CRISPR and Cas Gene Market: Segmental Overview

Based on product & service, the CRISPR and Cas gene market is divided into products and services. The products segment held a larger market share in 2022. It is anticipated to register a higher CAGR of 23.9% during the forecast period.

Numerous cutting-edge technologies such as CRISPR and Cas gene editing kits have been developed to meet the growing demand for genome editing solutions. An upsurge in the share of these kits in the overall market is attributed to the availability of improved single products that can achieve different goals, including simple gene knockouts, reduced off-target cutting, selective genome cleavage, genome engineering, and higher specificity.

By application, the CRISPR and Cas gene market is bifurcated into biomedical and agriculture. The biomedical segment held a larger market share in 2022. The same segment is anticipated to register a higher CAGR of 23.8% during the forecast period.

The CRISPR and Cas gene market, by end user, is categorized into academics and government research institutes, biotechnology and pharmaceutical companies, and contract research organizations (CRO) and CDMOs. The biotechnology and pharmaceutical companies segment held the largest market share in 2022. The same is anticipated to register the highest CAGR of 24.2% during the forecast period.

CRISPR and Cas Gene Market: Competitive Landscape and Key Developments

CRISPR Therapeutics; Thermo Fisher Scientific; Merck; GenScript; Qiagen; Takara Bio Inc.; Brain Biotech AG; Intellia Therapeutics, Inc.; New England Biolabs; and Editas Medicine, Inc. are among the key companies operating in the CRISPR and Cas gene market. Leading players are implementing strategies such as expansions, new product launches, and acquisitions (companies or new clientele) to tap prevailing business opportunities.

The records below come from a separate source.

use chrono::{DateTime, Utc};
use serde::{Deserialize, Serialize};
use std::time::Duration;

/// Kind of a timeline entry, as tagged by the agent backend.
#[derive(Debug, Clone, Copy, PartialEq, Eq, Hash, Serialize, Deserialize, Default)]
#[serde(rename_all = "snake_case")]
pub enum MessageType {
    User,
    Agent,
    Error,
    /// Dedicated for "out of budget" errors.
    Budget,
    /// Tool result answering a tool call.
    Tool,
    Commit,
    /// Automated notices such as autoformatting.
    Auto,
    External,
    // Control markers
    Slug,
    Compact,
    #[default]
    #[serde(other)]
    Unknown,
}

impl MessageType {
    /// Internal/control markers never surface in the timeline.
    pub fn is_control_marker(&self) -> bool {
        matches!(self, Self::Slug | Self::Compact)
    }

    pub fn as_str(&self) -> &'static str {
        match self {
            Self::User => "user",
            Self::Agent => "agent",
            Self::Error => "error",
            Self::Budget => "budget",
            Self::Tool => "tool",
            Self::Commit => "commit",
            Self::Auto => "auto",
            Self::External => "external",
            Self::Slug => "slug",
            Self::Compact => "compact",
            Self::Unknown => "unknown",
        }
    }
}

/// A single timeline entry.
///
/// Every field is optional on the wire; missing values fall back to defaults
/// so a partially populated record never fails to load.
#[derive(Debug, Clone, PartialEq, Serialize, Deserialize, Default)]
pub struct Message {
    /// Strictly increasing per conversation. Sole de-duplication and sort key.
    #[serde(default)]
    pub idx: i64,
    #[serde(rename = "type", default)]
    pub kind: MessageType,
    /// The agent is done working and waits for the next user input.
    #[serde(default)]
    pub end_of_turn: bool,
    #[serde(default)]
    pub content: String,
    #[serde(default, skip_serializing_if = "Option::is_none")]
    pub tool_name: Option<String>,
    #[serde(rename = "input", default, skip_serializing_if = "Option::is_none")]
    pub tool_input: Option<String>,
    #[serde(default, skip_serializing_if = "Option::is_none")]
    pub tool_result: Option<String>,
    #[serde(default, skip_serializing_if = "std::ops::Not::not")]
    pub tool_error: bool,
    /// Set on `tool` messages: the call this result answers.
    #[serde(default, skip_serializing_if = "Option::is_none")]
    pub tool_call_id: Option<String>,
    #[serde(default, skip_serializing_if = "Vec::is_empty")]
    pub tool_calls: Vec<ToolCall>,
    #[serde(default, skip_serializing_if = "Vec::is_empty")]
    pub commits: Vec<GitCommit>,
    #[serde(
        rename = "external_message",
        default,
        skip_serializing_if = "Option::is_none"
    )]
    pub external: Option<ExternalPayload>,
    #[serde(default, skip_serializing_if = "Option::is_none")]
    pub timestamp: Option<DateTime<Utc>>,
    #[serde(default)]
    pub conversation_id: String,
    #[serde(default, skip_serializing_if = "Option::is_none")]
    pub parent_conversation_id: Option<String>,
    #[serde(default, skip_serializing_if = "Option::is_none")]
    pub usage: Option<Usage>,
    #[serde(default, skip_serializing_if = "Option::is_none")]
    pub start_time: Option<DateTime<Utc>>,
    #[serde(default, skip_serializing_if = "Option::is_none")]
    pub end_time: Option<DateTime<Utc>>,
    /// Nanoseconds.
    #[serde(default, skip_serializing_if = "Option::is_none")]
    pub elapsed: Option<i64>,
    /// Nanoseconds taken by the complete agent turn.
    #[serde(
        rename = "turnDuration",
        default,
        skip_serializing_if = "Option::is_none"
    )]
    pub turn_duration: Option<i64>,
    #[serde(default, skip_serializing_if = "std::ops::Not::not")]
    pub hide_output: bool,
}

impl Message {
    pub fn new(idx: i64, kind: MessageType) -> Self {
        Self {
            idx,
            kind,
            ..Self::default()
        }
    }

    pub fn with_content(mut self, content: impl Into<String>) -> Self {
        self.content = content.into();
        self
    }

    pub fn elapsed(&self) -> Option<Duration> {
        self.elapsed.and_then(nanos_to_duration)
    }

    pub fn turn_duration(&self) -> Option<Duration> {
        self.turn_duration.and_then(nanos_to_duration)
    }

    /// Blank content and nothing else worth showing.
    pub fn is_empty_payload(&self) -> bool {
        self.content.trim().is_empty()
            && self.tool_calls.is_empty()
            && self.commits.is_empty()
            && self.external.is_none()
    }

    pub fn is_tool_result(&self) -> bool {
        self.kind == MessageType::Tool
    }
}

fn nanos_to_duration(nanos: i64) -> Option<Duration> {
    u64::try_from(nanos).ok().map(Duration::from_nanos)
}

/// A tool invocation requested by the agent.
#[derive(Debug, Clone, PartialEq, Serialize, Deserialize, Default)]
pub struct ToolCall {
    #[serde(default)]
    pub name: String,
    #[serde(default)]
    pub input: String,
    #[serde(default)]
    pub tool_call_id: String,
    /// The `tool` message that answered this call, once it arrived.
    #[serde(default, skip_serializing_if = "Option::is_none")]
    pub result_message: Option<Box<Message>>,
    #[serde(default, skip_serializing_if = "Option::is_none")]
    pub args: Option<String>,
    #[serde(default, skip_serializing_if = "Option::is_none")]
    pub result: Option<String>,
}

impl ToolCall {
    pub fn pending(name: impl Into<String>, tool_call_id: impl Into<String>) -> Self {
        Self {
            name: name.into(),
            tool_call_id: tool_call_id.into(),
            ..Self::default()
        }
    }

    pub fn is_resolved(&self) -> bool {
        self.result_message.is_some()
    }

    /// Attach the tool result. Returns `true` when the call changed state.
    ///
    /// A call resolves once; re-resolving with the same result is a no-op and
    /// a conflicting later result is ignored.
    pub fn resolve(&mut self, result: &Message) -> bool {
        match &self.result_message {
            Some(existing) if existing.idx == result.idx => false,
            Some(existing) => {
                tracing::debug!(
                    tool_call_id = %self.tool_call_id,
                    kept = existing.idx,
                    ignored = result.idx,
                    "tool call already resolved by a different result"
                );
                false
            }
            None => {
                self.result_message = Some(Box::new(result.clone()));
                true
            }
        }
    }
}

/// A git commit shown by a `commit` message.
#[derive(Debug, Clone, PartialEq, Eq, Serialize, Deserialize, Default)]
pub struct GitCommit {
    #[serde(default)]
    pub hash: String,
    #[serde(default)]
    pub subject: String,
    #[serde(default)]
    pub body: String,
    /// Branch the commit was pushed to, if any.
    #[serde(default, skip_serializing_if = "Option::is_none")]
    pub pushed_branch: Option<String>,
}

impl GitCommit {
    pub fn short_hash(&self) -> &str {
        self.hash.get(..8).unwrap_or(&self.hash)
    }
}

#[derive(Debug, Clone, PartialEq, Serialize, Deserialize, Default)]
pub struct Usage {
    #[serde(default)]
    pub input_tokens: u64,
    #[serde(default)]
    pub cache_creation_input_tokens: u64,
    #[serde(default)]
    pub cache_read_input_tokens: u64,
    #[serde(default)]
    pub output_tokens: u64,
    #[serde(default)]
    pub cost_usd: f64,
}

/// Notice injected from outside the agent loop (e.g. CI outcomes).
#[derive(Debug, Clone, PartialEq, Serialize, Deserialize, Default)]
pub struct ExternalPayload {
    #[serde(default)]
    pub message_type: String,
    #[serde(default)]
    pub text_content: String,
    #[serde(default, skip_serializing_if = "serde_json::Value::is_null")]
    pub body: serde_json::Value,
}

#[derive(Debug, thiserror::Error)]
pub enum MessageError {
    #[error("invalid message array: {0}")]
    Json(#[from] serde_json::Error),

    #[error("invalid message on line {line}: {source}")]
    InvalidLine {
        line: usize,
        #[source]
        source: serde_json::Error,
    },
}

/// Parse messages from either a JSON array or JSON lines.
pub fn parse_messages(input: &str) -> Result<Vec<Message>, MessageError> {
    let trimmed = input.trim_start();
    if trimmed.is_empty() {
        return Ok(Vec::new());
    }
    if trimmed.starts_with('[') {
        return Ok(serde_json::from_str(trimmed)?);
    }

    input
        .lines()
        .enumerate()
        .filter(|(_, line)| !line.trim().is_empty())
        .map(|(i, line)| {
            serde_json::from_str(line).map_err(|source| MessageError::InvalidLine {
                line: i + 1,
                source,
            })
        })
        .collect()
}

#[cfg(test)]
mod tests {
    use super::*;

    #[test]
    fn missing_fields_fall_back_to_defaults() {
        let msg: Message = serde_json::from_str(r#"{"idx": 3}"#).unwrap();
        assert_eq!(msg.idx, 3);
        assert_eq!(msg.kind, MessageType::Unknown);
        assert!(msg.content.is_empty());
        assert!(msg.tool_calls.is_empty());
        assert!(msg.timestamp.is_none());
    }

    #[test]
    fn unknown_type_tag_does_not_fail() {
        let msg: Message = serde_json::from_str(r#"{"idx": 1, "type": "hologram"}"#).unwrap();
        assert_eq!(msg.kind, MessageType::Unknown);
    }

    #[test]
    fn backend_payload_deserializes() {
        let raw = r#"{
            "type": "agent",
            "end_of_turn": false,
            "content": "running tests",
            "tool_calls": [
                {"name": "bash", "input": "{\"command\":\"ls\"}", "tool_call_id": "toolu_1"}
            ],
            "timestamp": "2025-05-01T10:00:00Z",
            "conversation_id": "c1",
            "elapsed": 1500000000,
            "turnDuration": 3000000000,
            "idx": 7
        }"#;
        let msg: Message = serde_json::from_str(raw).unwrap();
        assert_eq!(msg.kind, MessageType::Agent);
        assert_eq!(msg.idx, 7);
        assert_eq!(msg.tool_calls[0].tool_call_id, "toolu_1");
        assert!(!msg.tool_calls[0].is_resolved());
        assert_eq!(msg.elapsed(), Some(Duration::from_millis(1500)));
        assert_eq!(msg.turn_duration(), Some(Duration::from_secs(3)));
    }

    #[test]
    fn tool_result_fields_use_wire_names() {
        let raw = r#"{"type":"tool","idx":2,"tool_call_id":"x","tool_name":"bash","input":"ls","tool_result":"ok","tool_error":true}"#;
        let msg: Message = serde_json::from_str(raw).unwrap();
        assert!(msg.is_tool_result());
        assert_eq!(msg.tool_input.as_deref(), Some("ls"));
        assert!(msg.tool_error);

        let encoded = serde_json::to_value(&msg).unwrap();
        assert_eq!(encoded["type"], "tool");
        assert_eq!(encoded["input"], "ls");
    }

    #[test]
    fn negative_elapsed_is_ignored() {
        let mut msg = Message::new(0, MessageType::Agent);
        msg.elapsed = Some(-5);
        assert_eq!(msg.elapsed(), None);
    }

    #[test]
    fn empty_payload_detection() {
        let mut msg = Message::new(0, MessageType::Agent).with_content("   ");
        assert!(msg.is_empty_payload());

        msg.commits.push(GitCommit {
            hash: "abc".to_string(),
            ..GitCommit::default()
        });
        assert!(!msg.is_empty_payload());
    }

    #[test]
    fn resolve_is_idempotent_and_first_result_wins() {
        let mut call = ToolCall::pending("bash", "x");
        let first = Message::new(4, MessageType::Tool);
        let other = Message::new(9, MessageType::Tool);

        assert!(call.resolve(&first));
        assert!(!call.resolve(&first));
        assert!(!call.resolve(&other));
        assert_eq!(call.result_message.as_ref().map(|m| m.idx), Some(4));
    }

    #[test]
    fn short_hash_handles_short_values() {
        let commit = GitCommit {
            hash: "abc".to_string(),
            ..GitCommit::default()
        };
        assert_eq!(commit.short_hash(), "abc");

        let commit = GitCommit {
            hash: "0123456789abcdef".to_string(),
            ..GitCommit::default()
        };
        assert_eq!(commit.short_hash(), "01234567");
    }

    #[test]
    fn parse_messages_accepts_array_and_jsonl() {
        let array = parse_messages(r#"[{"idx":0,"type":"user"},{"idx":1,"type":"agent"}]"#)
            .expect("array");
        assert_eq!(array.len(), 2);

        let lines =
            parse_messages("{\"idx\":0,\"type\":\"user\"}\n\n{\"idx\":1}\n").expect("jsonl");
        assert_eq!(lines.len(), 2);
        assert_eq!(lines[1].kind, MessageType::Unknown);

        assert!(parse_messages("   ").expect("empty").is_empty());
    }

    #[test]
    fn parse_messages_reports_bad_line() {
        let err = parse_messages("{\"idx\":0}\nnot json\n").unwrap_err();
        match err {
            MessageError::InvalidLine { line, .. } => assert_eq!(line, 2),
            other => panic!("unexpected error: {other}"),
        }
    }
}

• In June 2021, QIAGEN—a provider of sample and testing technologies for molecular diagnostics, applied testing, and academic and pharmaceutical research—announced the launch of the QIAprep&amp CRISPR kit and CRISPR Q-Primer Solutions, which will help researchers analyze edited genetic material.
• In March 2021, Integrated DNA Technologies (IDT), a comprehensive genomics solutions provider, launched the rhAmpSeq CRISPR analysis system, an end-to-end solution to characterize and quantify the full spectrum of on- and off-target genome editing outcomes.
• In December 2020, Intellia Therapeutics, Inc. released preclinical data for NTLA-5001, the company’s wholly owned Wilms tumor 1-targeted T-cell therapy candidate for treating acute myeloid leukemia.
• In August 2020, Editas Medicine reclaimed the full ownership of a series of CRISPR-based gene editing investigational drugs from AbbVie Inc. for the treatment of eye diseases.
• In May 2020, Sherlock Biosciences received the FDA’s Emergency Use Authorization for its Sherlock CRISPR SARS-CoV-2 kit, designed to identify the virus causing COVID-19.